Yes, under the current system you can give a ton of money to, say, defeat Barack Obama, and keep it a secret as long as you give it to a nonprofit organization dedicated to social welfare activities, like the one founded by Karl Rove.
Wait a minute. How can an organization for secret billionaire donors, dedicated to the defeat of Barack Obama and founded by Karl Rove, count as a nonprofit group dedicated to social welfare activities?
It’s all about the campaign finance laws and the I.R.S. and the Federal Election Commission. Really, it’d be easier to explain what the physicists at the Large Hadron Collider discovered about the Higgs boson.
I don’t remember being this worried about billionaires in 2008.
That’s because in 2010, the Supreme Court threw out campaign finance rules as we know them. That was before Chief Justice John Roberts Jr. became averse to overturning major acts of Congress whenever the mood strikes.
About those needy Congressional candidates. How do I pick a worthy one?
There ought to be a political version of those international children’s charities, a place that would send you a picture of a House or Senate candidate with big, sad eyes who would promise to write to you every month if you’d just promise to send them $100 a month until the election.
Failing that, I trust you to know how to do a computer search.
July 6, 2012 at 9:14 am |
Believe me when I say that growing up in a hut is not poor. Back when I lived in Scarsdale we had an old Bentley. Yes you do know what I mean. It was at least six months old and that adage about buying a new one when the ashtray filled up just doesn’t cut it. We didn’t smoke so we didn’t know when to buy a new one. As for spending on sin we knew we had to have slaves or migrants who knew no better so we could have our vodka tonics and Cubans. Waste not want not. We decided to get a tax break to help ourselves out of this Hamptons style of life. We bought into a hedge fund. Cayman no. Off off if u know what I mean. And we now are the proud owners of several India micro banks which “manage” the money the prostitutes make. Where there’s a dollar 2 b made our white shoes can get pretty dinged up.

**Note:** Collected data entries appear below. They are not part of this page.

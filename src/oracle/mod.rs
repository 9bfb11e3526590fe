//! The decision oracle: given the dialogue so far and a fresh screenshot,
//! it answers with the next action as free text.

pub mod history;
pub mod openai;
pub mod playback;
pub mod prompt;

use async_trait::async_trait;
use thiserror::Error;

pub use history::{ContentPart, DialogueHistory, ImageUrl, Message, Role};
pub use openai::{OpenAiOracle, OracleConfig};
pub use playback::PlaybackOracle;

#[derive(Error, Debug)]
pub enum OracleError {
    #[error("OpenAI API key (OPENAI_API_KEY) not found in environment variables")]
    MissingApiKey,

    #[error("HTTP request failed: {0}")]
    Http(#[from] reqwest::Error),

    #[error("Oracle API error ({status}): {message}")]
    Api { status: u16, message: String },

    #[error("Oracle did not finish its answer: {0}")]
    Incomplete(String),

    #[error("Oracle returned no content: {0}")]
    EmptyResponse(String),

    #[error("Oracle did not answer within {0:?}")]
    Timeout(std::time::Duration),

    #[error("No more recorded responses available (replayed {0})")]
    PlaybackExhausted(usize),

    #[error("History file error: {0}")]
    Io(#[from] std::io::Error),

    #[error("History format error: {0}")]
    Format(#[from] serde_json::Error),
}

/// Source of oracle answers
#[async_trait]
pub trait Oracle: Send {
    /// Ask for the next action. `history` holds every earlier turn; `prompt`
    /// is the new user turn with the current screenshot.
    async fn complete(&mut self, history: &DialogueHistory, prompt: &Message) -> Result<String, OracleError>;

    /// Upper bound on answers this oracle can give, if known
    fn remaining_turns(&self) -> Option<usize> {
        None
    }
}
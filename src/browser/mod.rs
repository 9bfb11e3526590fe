pub mod chrome;
pub mod devices;
pub mod elements;
pub mod screenshot;

use crate::error::Result;
use async_trait::async_trait;
use serde::{Deserialize, Serialize};

pub use chrome::{ChromeDriver, ConnectionMode, LaunchOptions};
pub use devices::{find_device, DeviceProfile, DEFAULT_DEVICE, KNOWN_DEVICES};
pub use elements::{ElementRecord, ElementRegistry};

/// Viewport dimensions in CSS pixels
#[derive(Debug, Clone, Copy, PartialEq, Eq, Serialize, Deserialize)]
pub struct Viewport {
    pub width: u32,
    pub height: u32,
}

impl Viewport {
    pub fn new(width: u32, height: u32) -> Self {
        Self { width, height }
    }

    /// Clamp a point into `[0, width] x [0, height]`
    pub fn clamp(&self, point: Point) -> Point {
        Point {
            x: point.x.clamp(0.0, self.width as f64),
            y: point.y.clamp(0.0, self.height as f64),
        }
    }

    pub fn contains(&self, point: Point) -> bool {
        (0.0..=self.width as f64).contains(&point.x) && (0.0..=self.height as f64).contains(&point.y)
    }
}

impl Default for Viewport {
    fn default() -> Self {
        Self::new(1024, 768)
    }
}

/// Absolute viewport-relative pixel coordinates
#[derive(Debug, Clone, Copy, PartialEq, Serialize, Deserialize)]
pub struct Point {
    pub x: f64,
    pub y: f64,
}

impl Point {
    pub fn new(x: f64, y: f64) -> Self {
        Self { x, y }
    }
}

/// The browser primitives the agent needs from a driver.
///
/// Every call is a round trip to the browser; all of them fail with a
/// [`BrowserError`](crate::error::BrowserError).
#[async_trait]
pub trait BrowserSession: Send + Sync {
    /// Navigate the active page to `url` and wait for the load event
    async fn navigate(&self, url: &str) -> Result<()>;

    /// Force the layout viewport to the given size
    async fn set_viewport_size(&self, width: u32, height: u32) -> Result<()>;

    /// Emulate a device. Drivers without device metrics only get its viewport.
    async fn emulate_device(&self, device: &DeviceProfile) -> Result<()> {
        self.set_viewport_size(device.width, device.height).await
    }

    /// Evaluate `source` in the page and return the result as text.
    /// String results are returned as-is, anything else as JSON.
    async fn execute_script(&self, source: &str) -> Result<String>;

    /// Capture the visible viewport as PNG bytes
    async fn screenshot(&self) -> Result<Vec<u8>>;

    /// Move the pointer to `(x, y)` and click the primary button
    async fn pointer_click(&self, x: f64, y: f64) -> Result<()>;

    /// Scroll by `(dx, dy)` pixels. With an origin the wheel event is
    /// dispatched at that point; without one the page itself is scrolled.
    async fn scroll_from_origin(&self, origin: Option<Point>, dx: f64, dy: f64) -> Result<()>;

    async fn viewport_size(&self) -> Result<Viewport>;

    async fn current_url(&self) -> Result<String>;

    /// Release the browser. Safe to call once per session.
    async fn close(&mut self) -> Result<()>;
}
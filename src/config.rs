//! Run configuration
//!
//! Defaults mirror what a tester gets from `goal-driven-test run <url> <goal>`
//! without any flags. The CLI overrides individual fields.

use crate::browser::screenshot::SCREENSHOT_MAX_SIZE;
use crate::browser::{DeviceProfile, Viewport};
use serde::{Deserialize, Serialize};
use std::path::PathBuf;
use std::time::Duration;

pub const DEFAULT_MAX_STEPS: usize = 10;
pub const DEFAULT_SETTLE_DELAY: Duration = Duration::from_millis(4000);
pub const DEFAULT_ORACLE_TIMEOUT: Duration = Duration::from_secs(120);

/// Which browser the tester asked for
#[derive(Debug, Clone, Copy, PartialEq, Eq, Serialize, Deserialize, clap::ValueEnum)]
#[serde(rename_all = "lowercase")]
pub enum BrowserKind {
    Chrome,
    Firefox,
}

/// How the loop waits for the page after navigation and after each action
#[derive(Debug, Clone, PartialEq)]
pub enum SettleConfig {
    /// Sleep for a fixed interval
    FixedDelay(Duration),
    /// Poll the page until it looks idle, falling back to `timeout`
    IdleDetection {
        poll_interval: Duration,
        quiet_period: Duration,
        timeout: Duration,
    },
}

impl Default for SettleConfig {
    fn default() -> Self {
        SettleConfig::FixedDelay(DEFAULT_SETTLE_DELAY)
    }
}

/// Configuration of one goal-driven run
#[derive(Debug, Clone)]
pub struct AgentConfig {
    /// Natural-language goal handed to the oracle
    pub goal: String,

    /// Starting URL
    pub start_url: String,

    /// Hard cap on the number of steps
    pub max_steps: usize,

    /// Viewport forced on the page before the first observation
    pub viewport: Viewport,

    /// Device to emulate instead of a plain viewport
    pub device: Option<DeviceProfile>,

    /// Screenshots are shrunk to fit these bounds before they reach the oracle
    pub screenshot_max_size: Option<(u32, u32)>,

    pub settle: SettleConfig,

    /// Upper bound on a single oracle round trip
    pub oracle_timeout: Duration,

    /// Where screenshots and `trace.json` are written
    pub output_dir: PathBuf,

    /// Write the dialogue history here after every step (playback format)
    pub store_history: Option<PathBuf>,
}

impl AgentConfig {
    pub fn new(start_url: impl Into<String>, goal: impl Into<String>) -> Self {
        Self {
            goal: goal.into(),
            start_url: start_url.into(),
            max_steps: DEFAULT_MAX_STEPS,
            viewport: Viewport::default(),
            device: None,
            screenshot_max_size: Some(SCREENSHOT_MAX_SIZE),
            settle: SettleConfig::default(),
            oracle_timeout: DEFAULT_ORACLE_TIMEOUT,
            output_dir: PathBuf::from("./goal-driven-test-output"),
            store_history: None,
        }
    }

    /// Emulate `device`, taking over its viewport
    pub fn with_device(mut self, device: DeviceProfile) -> Self {
        self.viewport = device.viewport();
        self.device = Some(device);
        self
    }
}
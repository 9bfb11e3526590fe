//! Replays the assistant turns of a stored dialogue.

use super::history::{DialogueHistory, Message};
use super::{Oracle, OracleError};
use async_trait::async_trait;
use serde_json::Value;
use std::collections::VecDeque;
use std::path::Path;

pub struct PlaybackOracle {
    recorded: VecDeque<String>,
    replayed: usize,
}

impl PlaybackOracle {
    pub fn new(responses: impl IntoIterator<Item = String>) -> Self {
        Self {
            recorded: responses.into_iter().collect(),
            replayed: 0,
        }
    }

    /// Load a file written with `--store`.
    ///
    /// Only assistant turns are kept. Content may be a list of parts or, in
    /// older recordings, a plain string.
    pub fn from_file(path: &Path) -> Result<Self, OracleError> {
        let json = std::fs::read_to_string(path)?;
        let messages: Vec<Value> = serde_json::from_str(&json)?;

        let responses: Vec<String> = messages
            .iter()
            .filter(|message| message["role"] == "assistant")
            .map(|message| match &message["content"] {
                Value::String(text) => text.clone(),
                content => serde_json::from_value::<Message>(serde_json::json!({
                    "role": "assistant",
                    "content": content,
                }))
                .map(|message| message.joined_text())
                .unwrap_or_default(),
            })
            .collect();

        log::info!(
            "Loaded {} recorded responses from {}",
            responses.len(),
            path.display()
        );
        Ok(Self::new(responses))
    }

    pub fn len(&self) -> usize {
        self.recorded.len()
    }

    pub fn is_empty(&self) -> bool {
        self.recorded.is_empty()
    }
}

#[async_trait]
impl Oracle for PlaybackOracle {
    async fn complete(&mut self, _history: &DialogueHistory, _prompt: &Message) -> Result<String, OracleError> {
        let response = self
            .recorded
            .pop_front()
            .ok_or(OracleError::PlaybackExhausted(self.replayed))?;
        self.replayed += 1;
        Ok(response)
    }

    fn remaining_turns(&self) -> Option<usize> {
        Some(self.recorded.len())
    }
}
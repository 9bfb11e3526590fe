//! From oracle text to browser input: validate, resolve, execute.

pub mod descriptor;
pub mod executor;
pub mod resolver;

pub use descriptor::{
    extract_payload, parse_oracle_response, ActionDescriptor, ActionKind, OracleResponse,
    ResponseError, ResponseErrorKind, ScrollDirection, ScrollDistance,
};
pub use executor::{scroll_delta, ActionExecutor, ExecutedAction};
pub use resolver::{resolve, ResolveError};
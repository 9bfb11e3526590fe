use serde::{Deserialize, Serialize};
use thiserror::Error;

use crate::action::descriptor::ResponseError;
use crate::action::resolver::ResolveError;
use crate::oracle::OracleError;

/// Errors raised by the browser collaborator
#[derive(Error, Debug)]
pub enum BrowserError {
    #[error("Failed to connect to Chrome: {0}")]
    ConnectionFailed(String),

    #[error("Failed to launch browser: {0}")]
    LaunchFailed(String),

    #[error("Navigation failed: {0}")]
    NavigationFailed(String),

    #[error("Script execution failed: {0}")]
    ScriptFailed(String),

    #[error("Screenshot failed: {0}")]
    ScreenshotFailed(String),

    #[error("Input dispatch failed: {0}")]
    InputFailed(String),

    #[error("No page available")]
    NoPage,

    #[error("CDP error: {0}")]
    CdpError(#[from] chromiumoxide::error::CdpError),

    #[error("Other error: {0}")]
    Other(String),
}

pub type Result<T> = std::result::Result<T, BrowserError>;

/// Label attached to a failed run
#[derive(Debug, Clone, Copy, PartialEq, Eq, Serialize, Deserialize)]
pub enum FailureKind {
    MalformedResponse,
    UnresolvableTarget,
    ExecutionError,
    OracleUnavailable,
    DriverError,
    InvariantViolation,
}

impl std::fmt::Display for FailureKind {
    fn fmt(&self, f: &mut std::fmt::Formatter<'_>) -> std::fmt::Result {
        let label = match self {
            FailureKind::MalformedResponse => "MalformedResponse",
            FailureKind::UnresolvableTarget => "UnresolvableTarget",
            FailureKind::ExecutionError => "ExecutionError",
            FailureKind::OracleUnavailable => "OracleUnavailable",
            FailureKind::DriverError => "DriverError",
            FailureKind::InvariantViolation => "InvariantViolation",
        };
        f.write_str(label)
    }
}

/// Everything that can end a run early
#[derive(Error, Debug)]
pub enum AgentError {
    #[error("Malformed oracle response: {0}")]
    MalformedResponse(#[from] ResponseError),

    #[error("Unresolvable target: {0}")]
    UnresolvableTarget(#[from] ResolveError),

    #[error("Execution error: {0}")]
    ExecutionError(#[source] BrowserError),

    #[error("Oracle unavailable: {0}")]
    OracleUnavailable(#[from] OracleError),

    #[error("Driver error: {0}")]
    DriverError(#[source] BrowserError),

    #[error("Invariant violation: {0}")]
    InvariantViolation(String),
}

impl AgentError {
    pub fn kind(&self) -> FailureKind {
        match self {
            AgentError::MalformedResponse(_) => FailureKind::MalformedResponse,
            AgentError::UnresolvableTarget(_) => FailureKind::UnresolvableTarget,
            AgentError::ExecutionError(_) => FailureKind::ExecutionError,
            AgentError::OracleUnavailable(_) => FailureKind::OracleUnavailable,
            AgentError::DriverError(_) => FailureKind::DriverError,
            AgentError::InvariantViolation(_) => FailureKind::InvariantViolation,
        }
    }
}
//! Screenshot downscaling before the image goes to the oracle.

use crate::error::{BrowserError, Result};
use image::imageops::FilterType;
use image::ImageFormat;
use std::io::Cursor;

/// Largest screenshot sent to the oracle
pub const SCREENSHOT_MAX_SIZE: (u32, u32) = (1024, 1024);

/// Shrink a PNG to fit inside `max_width x max_height`, keeping the aspect
/// ratio. Images that already fit are returned unchanged.
pub fn fit_within(png: &[u8], max_width: u32, max_height: u32) -> Result<Vec<u8>> {
    let img = image::load_from_memory_with_format(png, ImageFormat::Png)
        .map_err(|e| BrowserError::ScreenshotFailed(format!("Invalid PNG: {}", e)))?;

    if img.width() <= max_width && img.height() <= max_height {
        return Ok(png.to_vec());
    }

    let resized = img.resize(max_width, max_height, FilterType::Lanczos3);
    log::debug!(
        "Screenshot downscaled from {}x{} to {}x{}",
        img.width(),
        img.height(),
        resized.width(),
        resized.height()
    );

    let mut out = Vec::new();
    resized
        .write_to(&mut Cursor::new(&mut out), ImageFormat::Png)
        .map_err(|e| BrowserError::ScreenshotFailed(format!("Failed to encode PNG: {}", e)))?;
    Ok(out)
}
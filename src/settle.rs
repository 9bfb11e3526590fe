//! Waiting for the page to settle after navigation and after each action.

use crate::browser::BrowserSession;
use crate::config::SettleConfig;
use async_trait::async_trait;
use std::time::Duration;
use tokio::time::Instant;

/// Page snapshot compared between polls: ready state, element count, resource count
const IDLE_PROBE_SCRIPT: &str = r#"JSON.stringify([document.readyState, document.getElementsByTagName('*').length, performance.getEntriesByType('resource').length])"#;

#[async_trait]
pub trait SettleStrategy: Send + Sync {
    /// Return once the page is considered stable. Never fails; a strategy
    /// that cannot decide just stops waiting.
    async fn settle(&self, browser: &dyn BrowserSession);
}

pub struct FixedDelay {
    delay: Duration,
}

impl FixedDelay {
    pub fn new(delay: Duration) -> Self {
        Self { delay }
    }
}

#[async_trait]
impl SettleStrategy for FixedDelay {
    async fn settle(&self, _browser: &dyn BrowserSession) {
        log::debug!("Settling for {:?}", self.delay);
        tokio::time::sleep(self.delay).await;
    }
}

/// Polls the page until its probe stays unchanged for `quiet_period` with
/// `document.readyState == "complete"`, or until `timeout`.
pub struct IdleDetection {
    poll_interval: Duration,
    quiet_period: Duration,
    timeout: Duration,
}

impl IdleDetection {
    pub fn new(poll_interval: Duration, quiet_period: Duration, timeout: Duration) -> Self {
        Self {
            poll_interval,
            quiet_period,
            timeout,
        }
    }
}

#[async_trait]
impl SettleStrategy for IdleDetection {
    async fn settle(&self, browser: &dyn BrowserSession) {
        let started = Instant::now();
        let mut last_probe: Option<String> = None;
        let mut quiet_since = Instant::now();

        loop {
            if started.elapsed() >= self.timeout {
                log::warn!("Page not idle after {:?}, continuing anyway", self.timeout);
                return;
            }

            match browser.execute_script(IDLE_PROBE_SCRIPT).await {
                Ok(probe) => {
                    let complete = probe.contains("\"complete\"");
                    if !complete || last_probe.as_deref() != Some(probe.as_str()) {
                        quiet_since = Instant::now();
                        last_probe = Some(probe);
                    } else if quiet_since.elapsed() >= self.quiet_period {
                        log::debug!("Page idle after {:?}", started.elapsed());
                        return;
                    }
                }
                Err(e) => {
                    log::warn!("Idle probe failed ({}), waiting {:?} instead", e, self.quiet_period);
                    tokio::time::sleep(self.quiet_period).await;
                    return;
                }
            }

            tokio::time::sleep(self.poll_interval).await;
        }
    }
}

impl From<&SettleConfig> for Box<dyn SettleStrategy> {
    fn from(config: &SettleConfig) -> Self {
        match config {
            SettleConfig::FixedDelay(delay) => Box::new(FixedDelay::new(*delay)),
            SettleConfig::IdleDetection {
                poll_interval,
                quiet_period,
                timeout,
            } => Box::new(IdleDetection::new(*poll_interval, *quiet_period, *timeout)),
        }
    }
}
//! Prompt text sent to the oracle

use super::history::Message;

const CLICK_ACTION_INFO: &str = r#"To click on an element use the following action structure:
    1. "actionType": "click" (required)
    2. "elementNumber": The number of the element to act upon, as shown in the yellow badge on the element in the screenshot. Numbering starts at 0. (required)"#;

const SCROLL_ACTION_INFO: &str = r#"To scroll the page or inside an element use the following action structure:
    1. "actionType": "scroll" (required)
    2. "elementNumber": The number of the element to scroll inside. Leave it out to scroll the page. (optional)
    3. "direction": either "up", "down", "left" or "right" (required)
    4. "distance": either "little", "medium" or "far" (required)"#;

/// System prompt priming the oracle for `goal`
pub fn system_prompt(goal: &str) -> String {
    format!(
        r#"You are going to test a website. You will be given a URL and a screenshot of the website.
You try to understand the screenshot's content and layout. From that you determine what the next logical
action will be to reach the goal given below.
Look back through all previous actions (if any) to see what your intention was and what you expected to happen, and follow up on your intentions.
Change tactics to reach your goal if necessary, but do not repeat yourself!

Every time you receive a screenshot of the website you determine your next action.
You return a JSON structure that contains that action in the following form. All fields are required:
- "description": A brief description of the action you are going to perform, detailed enough to serve as a history of what you did.
- "action": The action you are going to take, see below for the structure. Always include it, also when the goal is achieved.
- "expectation": Your prediction of what will happen when the action is taken. You are going to check this in the next step!
- "goal": Restate the overarching goal you are trying to reach.
- "achieved": A boolean (true or false) indicating if the goal has been achieved.
- "expectationSatisfied": A boolean (true or false) indicating if the expectation of the previous step was met. Evaluate it carefully.
- "frustrationLevel": A number between 1 and 10 indicating how frustrated you are with the website. 1 is not frustrated at all, 10 is very frustrated.
- "frustrationLevelReason": A brief description of where your frustration level is coming from.

The following actions are available:

{click}

{scroll}

Some things to take into consideration:
- If there is any cookie bar present, click it away first.
- If you need to search and both a text input field and a search icon or search button are next to each other, start with a click on the text input field.
- If only a search icon or search button is present, click it first.
- Only use element numbers from the current screenshot, never from a previous one. Numbers change between screenshots!

Please only output the JSON structure, nothing else.

Goal: {goal}"#,
        click = CLICK_ACTION_INFO,
        scroll = SCROLL_ACTION_INFO,
        goal = goal
    )
}

/// User turn for step `step` (0-based), carrying the fresh screenshot
pub fn step_prompt(step: usize, url: &str, screenshot_png: &[u8]) -> Message {
    Message::user_with_png(
        format!(
            "This is step {}. Continue with this image, what's your next action? The url is {}",
            step, url
        ),
        screenshot_png,
    )
}
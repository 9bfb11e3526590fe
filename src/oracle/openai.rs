//! OpenAI chat-completions oracle

use super::history::{DialogueHistory, Message};
use super::{Oracle, OracleError};
use async_trait::async_trait;
use reqwest::Client;
use serde_json::{json, Value};

pub const DEFAULT_MODEL: &str = "gpt-4o";
pub const DEFAULT_MAX_TOKENS: u32 = 350;
pub const DEFAULT_ENDPOINT: &str = "https://api.openai.com/v1/chat/completions";

#[derive(Debug, Clone)]
pub struct OracleConfig {
    pub api_key: String,
    pub model: String,
    pub max_tokens: u32,
    pub endpoint: String,
}

impl OracleConfig {
    pub fn new(api_key: impl Into<String>) -> Self {
        Self {
            api_key: api_key.into(),
            model: DEFAULT_MODEL.to_string(),
            max_tokens: DEFAULT_MAX_TOKENS,
            endpoint: DEFAULT_ENDPOINT.to_string(),
        }
    }

    /// Read `OPENAI_API_KEY`, `OPENAI_MODEL` and `OPENAI_BASE_URL`
    pub fn from_env() -> Result<Self, OracleError> {
        let api_key = std::env::var("OPENAI_API_KEY")
            .ok()
            .filter(|key| !key.trim().is_empty())
            .ok_or(OracleError::MissingApiKey)?;

        let mut config = Self::new(api_key);
        if let Ok(model) = std::env::var("OPENAI_MODEL") {
            config.model = model;
        }
        if let Ok(endpoint) = std::env::var("OPENAI_BASE_URL") {
            config.endpoint = endpoint;
        }
        Ok(config)
    }
}

pub struct OpenAiOracle {
    client: Client,
    config: OracleConfig,
}

impl OpenAiOracle {
    pub fn new(config: OracleConfig) -> Result<Self, OracleError> {
        if config.api_key.trim().is_empty() {
            return Err(OracleError::MissingApiKey);
        }
        Ok(Self {
            client: Client::new(),
            config,
        })
    }

    fn request_body(&self, history: &DialogueHistory, prompt: &Message) -> Value {
        let mut messages = history.text_only();
        messages.push(prompt.clone());

        json!({
            "model": self.config.model,
            "messages": messages,
            "max_tokens": self.config.max_tokens,
        })
    }
}

/// Pull the assistant text out of a chat-completions response
fn extract_content(body: &Value) -> Result<String, OracleError> {
    let choice = body["choices"]
        .get(0)
        .ok_or_else(|| OracleError::EmptyResponse(format!("no choices in {}", body)))?;

    if let Some(reason) = choice["finish_reason"].as_str() {
        if reason != "stop" {
            return Err(OracleError::Incomplete(reason.to_string()));
        }
    }

    choice["message"]["content"]
        .as_str()
        .filter(|content| !content.trim().is_empty())
        .map(str::to_string)
        .ok_or_else(|| OracleError::EmptyResponse(body.to_string()))
}

#[async_trait]
impl Oracle for OpenAiOracle {
    async fn complete(&mut self, history: &DialogueHistory, prompt: &Message) -> Result<String, OracleError> {
        log::debug!(
            "Sending {} history messages plus new prompt to {}",
            history.len(),
            self.config.model
        );

        let response = self
            .client
            .post(&self.config.endpoint)
            .bearer_auth(&self.config.api_key)
            .json(&self.request_body(history, prompt))
            .send()
            .await?;

        let status = response.status();
        let body: Value = response.json().await?;

        if !status.is_success() {
            let message = body["error"]["message"]
                .as_str()
                .unwrap_or("Unknown API error")
                .to_string();
            return Err(OracleError::Api {
                status: status.as_u16(),
                message,
            });
        }

        let content = extract_content(&body)?;
        log::debug!("Oracle says: {}", content);
        Ok(content)
    }
}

July 6, 2012 at 10:30 am |
I received a picture of Trent Lott in front of his old mansion which was deluged with water from Katrina. He was all broke up and shaking hands with then president George W. Bush. George was explaining how the Interior Department would help him out of the mess he was in. Trent forgot to renew his flood insurance since re-election campaigns are so costly. Had Katrina waited until Roberts opened the door to Rove’s Fun & Sun PAC he’d a had no reason what all to consult with then president Bush. That’s Bush II u know. But I’d bet a pretty penny Trent woulda still taken it upon hisself to take your penny. Gail we shouldn’t be so smug about these billionaires. Someday you could be one.